1.始まりのかくれんぼ
「もうい〜いかい♪」
聞き慣れた女の子の声が聞こえる。
5時を過ぎてすっかり人のいなくなった、夕焼けが照らす校舎の中で、私たち4人はかくれんぼをしていた。
校舎は4階建てで、どこに隠れても良いことになっている。
私は1階の教室の中、掃除用具入れの中に隠れていた。
「もうい〜いかい♪」
特徴的な、間延びした呼びかけ方はユウちゃん独特だ。
誰も返事はしないけれど、もう30秒を数え終わったのだろう。ユウちゃんの声が移動を始めた。
段々と、近付いてくる。
1階に隠れたのは盲点だろうと、わくわくしながら隠れたけれど、やっぱり探しにくるまでに時間のかかる2階や3階にした方が良かったかもしれない。

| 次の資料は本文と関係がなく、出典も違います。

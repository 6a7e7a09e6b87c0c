//! Downstream views over a saved result document

pub mod chart;
pub mod latex;
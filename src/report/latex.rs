//! LaTeX comparison tables
//!
//! One `table` environment per field, one row per benchmark and one column
//! per mode. The best (smallest) measurement in each row is set in bold,
//! failed attempts print as `*` and missing data as `-`.

use crate::error::{HarnessError, Result};
use crate::harness::{Field, Measurement, MetricValue, Mode, ResultTable};

/// Render a table for every field that all benchmarks carry
pub fn render_tables(results: &ResultTable, modes: &[Mode]) -> Result<Vec<String>> {
    if results.is_empty() {
        return Err(HarnessError::NoResults);
    }
    Ok(Field::ALL
        .iter()
        .filter_map(|field| build_table(results, *field, modes))
        .collect())
}

/// Table for one field, or `None` if some benchmark never recorded it
pub fn build_table(results: &ResultTable, field: Field, modes: &[Mode]) -> Option<String> {
    if !results.benchmarks().all(|b| results.has_field(b, field)) {
        return None;
    }

    let columns = modes.iter().map(|m| m.label()).collect::<Vec<_>>().join(" & ");
    let alignments = format!("l{}", "r".repeat(modes.len()));

    let mut rows = Vec::new();
    for bench in results.benchmarks() {
        let values: Vec<MetricValue> = modes.iter().map(|m| results.get(bench, field, *m)).collect();
        let best = row_minimum(&values);

        let mut cells = vec![format!("\\textsc{{{}}}", escape(stem(bench)))];
        cells.extend(values.iter().map(|v| render_cell(*v, field, best)));
        rows.push(format!("{} \\\\", cells.join(" & ")));
    }

    let caption = format!("{} Results", capitalize(field.name()));
    Some(format!(
        "\\begin{{table}}[h]\n\
         \\caption{{{caption}}}\n\
         \\begin{{tabular}}{{{alignments}}}\n\
         \\toprule\n\
         Benchmarks & {columns} \\\\\n\
         \\midrule\n\
         {rows}\n\
         \\bottomrule\n\
         \\end{{tabular}}\n\
         \\end{{table}}",
        rows = rows.join("\n"),
    ))
}

/// Smallest real measurement in a row; failures never compete
fn row_minimum(values: &[MetricValue]) -> Option<f64> {
    values
        .iter()
        .filter_map(MetricValue::measurement)
        .map(Measurement::as_f64)
        .min_by(|a, b| a.total_cmp(b))
}

fn render_cell(value: MetricValue, field: Field, best: Option<f64>) -> String {
    let measurement = match value {
        MetricValue::Unset => return "-".to_string(),
        MetricValue::Failed => return "*".to_string(),
        MetricValue::Measured(m) => m,
    };

    let text = match (field, measurement) {
        (Field::Time, m) => format!("{:.2}", m.as_f64()),
        (_, Measurement::Count(c)) => group_thousands(&c.to_string()),
        (_, Measurement::Seconds(s)) => {
            let formatted = format!("{:.2}", s);
            let (int, frac) = formatted.split_once('.').unwrap_or((formatted.as_str(), ""));
            format!("{}.{}", group_thousands(int), frac)
        }
    };

    let is_best = best.is_some_and(|b| round2(b) == round2(measurement.as_f64()));
    if is_best {
        format!("\\textbf{{{}}}", text)
    } else {
        text
    }
}

fn round2(x: f64) -> f64 {
    (x * 100.0).round() / 100.0
}

fn group_thousands(digits: &str) -> String {
    let mut out = String::with_capacity(digits.len() + digits.len() / 3);
    for (i, ch) in digits.chars().enumerate() {
        if i > 0 && (digits.len() - i) % 3 == 0 {
            out.push(',');
        }
        out.push(ch);
    }
    out
}

fn stem(file_name: &str) -> &str {
    file_name.split('.').next().unwrap_or(file_name)
}

fn escape(s: &str) -> String {
    s.replace('_', "\\_")
}

fn capitalize(s: &str) -> String {
    let mut chars = s.chars();
    match chars.next() {
        Some(first) => first.to_uppercase().chain(chars).collect(),
        None => String::new(),
    }
}

#[cfg(test)]
mod tests {
    use super::*;

    fn table_with(values: &[(&str, Field, Mode, MetricValue)]) -> ResultTable {
        let mut table = ResultTable::new();
        for (bench, field, mode, value) in values {
            table.set(bench, *field, *mode, *value);
        }
        table
    }

    #[test]
    fn test_smallest_value_is_bold() {
        let table = table_with(&[
            ("c.dice", Field::Size, Mode::Det, MetricValue::count(10)),
            ("c.dice", Field::Size, Mode::Fh, MetricValue::count(8)),
        ]);
        let out = build_table(&table, Field::Size, &[Mode::Det, Mode::Fh]).unwrap();
        assert!(out.contains("\\textsc{c} & 10 & \\textbf{8} \\\\"));
        assert!(out.contains("\\caption{Size Results}"));
        assert!(out.contains("\\begin{tabular}{lrr}"));
        assert!(out.contains("Benchmarks & Det & FH \\\\"));
    }

    #[test]
    fn test_failed_and_unset_markers() {
        let table = table_with(&[
            ("d_e.dice", Field::Calls, Mode::Det, MetricValue::Failed),
            ("d_e.dice", Field::Calls, Mode::Fh, MetricValue::count(1_234_567)),
        ]);
        let out = build_table(&table, Field::Calls, &[Mode::Det, Mode::Fh, Mode::Ea]).unwrap();
        assert!(out.contains("\\textsc{d\\_e} & * & \\textbf{1,234,567} & - \\\\"));
    }

    #[test]
    fn test_failure_never_wins_row() {
        let values = [MetricValue::Failed, MetricValue::count(5), MetricValue::Unset];
        assert_eq!(row_minimum(&values), Some(5.0));
        assert_eq!(row_minimum(&[MetricValue::Failed]), None);
    }

    #[test]
    fn test_time_formatting_and_ties() {
        let table = table_with(&[
            ("t.dice", Field::Time, Mode::Det, MetricValue::seconds(1.2341)),
            ("t.dice", Field::Time, Mode::Fh, MetricValue::seconds(1.2349)),
            ("t.dice", Field::Time, Mode::Ea, MetricValue::seconds(3.5)),
        ]);
        let out = build_table(&table, Field::Time, &[Mode::Det, Mode::Fh, Mode::Ea]).unwrap();
        assert!(out.contains("\\textbf{1.23} & 3.50"));
        assert!(out.contains("\\textsc{t} & \\textbf{1.23} & "));
    }

    #[test]
    fn test_field_missing_from_a_benchmark_skips_table() {
        let table = table_with(&[
            ("a.dice", Field::Size, Mode::Det, MetricValue::count(1)),
            ("b.dice", Field::Time, Mode::Det, MetricValue::seconds(1.0)),
        ]);
        assert!(build_table(&table, Field::Size, &[Mode::Det]).is_none());
        assert!(render_tables(&table, &[Mode::Det]).unwrap().is_empty());
    }

    #[test]
    fn test_empty_store_is_error() {
        let err = render_tables(&ResultTable::new(), &Mode::ALL).unwrap_err();
        assert!(matches!(err, HarnessError::NoResults));
    }

    #[test]
    fn test_group_thousands() {
        assert_eq!(group_thousands("0"), "0");
        assert_eq!(group_thousands("999"), "999");
        assert_eq!(group_thousands("1000"), "1,000");
        assert_eq!(group_thousands("12345678"), "12,345,678");
    }

    #[test]
    fn test_zero_is_real_data() {
        let table = table_with(&[
            ("z.dice", Field::Flips, Mode::Det, MetricValue::count(0)),
            ("z.dice", Field::Flips, Mode::Fh, MetricValue::count(4)),
        ]);
        let out = build_table(&table, Field::Flips, &[Mode::Det, Mode::Fh]).unwrap();
        assert!(out.contains("\\textbf{0} & 4 \\\\"));
    }
}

後悔をしながらも、ユウちゃんの声が通り過ぎるのを聞いて、ホッとする。
しばらくは戻って来ないだろうと考えて、私は1度掃除用具入れを出た。
隠れるためとはいえ、埃っぽいそこにはいつまでもこもっていたくはない。
____カツン、カツン……
足音がして、私は慌てた。ユウちゃんが戻って来たのだろうか。
掃除用具入れを開けようとした時、教室の扉がガラッと開いた。
そこに立っていたのは、見回りに来た先生だった。まだ電源の入っていない懐中電灯を持っている。
「……3年2組の上本か?」
「……はい」
こんな時間にここにいることを、きっと怒られてしまうだろう。
さっきまで、人のいない校舎にワクワクしていたのに、先生に見つかったら変にドキドキしてしまう。
「もう遅いぞ。親御さんも心配するし、帰りなさい」
先生の声は落ち着いていて、怒っている雰囲気ではなかった。
「あの、高橋さんと、川井さんと、森川さんも一緒に遊んでいて。3人に声をかけないと……」
「あぁ、高橋と森川なら、さっき会って、帰るように伝えたぞ」
どうやら先生は、上の階から見廻ったらしい。ユウちゃんには出会っていないが、2人は先に帰ったと言う。
「川井もいるんだな?なら、先生が探して帰るように伝えておくから、上本も暗くなる前に先に帰りなさい」
「……お願いします」
ここで、ごねても仕方ないだろう。そう思って、私は素直に頭を下げた。
先生は教室を見渡すと、「もう誰もいないな、この教室には」と呟いて私を促して廊下へ出た。
「じゃあ、気をつけて帰れよ」
教室の鍵を閉めながら、先生に見送られて下駄箱に向かう。
先生の言う通り、一緒にかくれんぼをしていたはずのキョーカちゃんとミナちゃんの靴はもうなかった。
どうやら、2人して先に帰ったらしい。校門で待っていることを期待したが、いなかった。
ユウちゃんもすぐに出てくるだろうと思って、少し校門で待ってみた。しかし、ユウちゃんは一向に出てくる気配がない。
隠れる側の私たちと違って、探し回る鬼役だから、先生も探すのに手間取っているのかもしれない。
でもきっとすぐに出てくるだろう、と思って私は家に向かって歩き出した。
普段よりもノロノロと、時折来た道を振り返りながら歩く。ユウちゃんが追いついてくれることを期待して。
けれど結局、ユウちゃんが追いつくことはなかった。